» **PROBLEM TO SOLVE**
The required output is all lines below that contain the word "than".

» **RECORDS FOR THE EXERCISE**
----

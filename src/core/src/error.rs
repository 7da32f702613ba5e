use thiserror::Error;

/// Errors raised while scanning and validating a Forgefile.
///
/// Every failure aborts the parse; no partial result is returned.
#[derive(Error, Debug, Clone, PartialEq, Eq)]
pub enum ParseError {
    /// A command token with no argument after it
    #[error("expected value after {token} at line {line}")]
    MissingArgument { token: String, line: usize },

    /// A `\` as the very last character of the document
    #[error("unterminated escape sequence at line {line}")]
    UnterminatedEscape { line: usize },

    /// A token that matches no command type
    #[error("invalid command {token} on line {line}")]
    UnknownCommand { token: String, line: usize },

    /// The first command is not an origin (`FROM`)
    #[error("first command must be FROM")]
    MissingOrigin,

    /// More than one origin command
    #[error("only one FROM command is allowed")]
    MultipleOrigin,

    /// More than one entrypoint command
    #[error("only one ENTRYPOINT or CMD command is allowed")]
    MultipleEntrypoint,
}

impl ParseError {
    /// The 1-based line the error was detected on.
    ///
    /// Document-level checks have no single line and return `None`.
    pub fn line(&self) -> Option<usize> {
        match self {
            ParseError::MissingArgument { line, .. }
            | ParseError::UnterminatedEscape { line }
            | ParseError::UnknownCommand { line, .. } => Some(*line),
            ParseError::MissingOrigin
            | ParseError::MultipleOrigin
            | ParseError::MultipleEntrypoint => None,
        }
    }
}

/// A3S Forge error types
#[derive(Error, Debug)]
pub enum ForgeError {
    /// Forgefile parse or validation error
    #[error("Definition error: {0}")]
    Definition(#[from] ParseError),

    /// Origin value that is not a usable image reference
    #[error("Invalid origin '{value}': {message}")]
    InvalidOrigin { value: String, message: String },

    /// A build collaborator failed while handling a step
    #[error("Build step {step} failed: {message}")]
    Backend { step: usize, message: String },

    /// I/O error
    #[error("I/O error: {0}")]
    IoError(#[from] std::io::Error),

    /// Serialization error
    #[error("Serialization error: {0}")]
    SerializationError(String),

    /// Configuration error
    #[error("Configuration error: {0}")]
    ConfigError(String),
}

impl From<serde_json::Error> for ForgeError {
    fn from(err: serde_json::Error) -> Self {
        ForgeError::SerializationError(err.to_string())
    }
}

impl From<serde_yaml::Error> for ForgeError {
    fn from(err: serde_yaml::Error) -> Self {
        ForgeError::SerializationError(err.to_string())
    }
}

/// Result type alias for A3S Forge operations
pub type Result<T> = std::result::Result<T, ForgeError>;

----

» **EXERCISE ANSWER**
    /// More than one origin command
    /// More than one entrypoint command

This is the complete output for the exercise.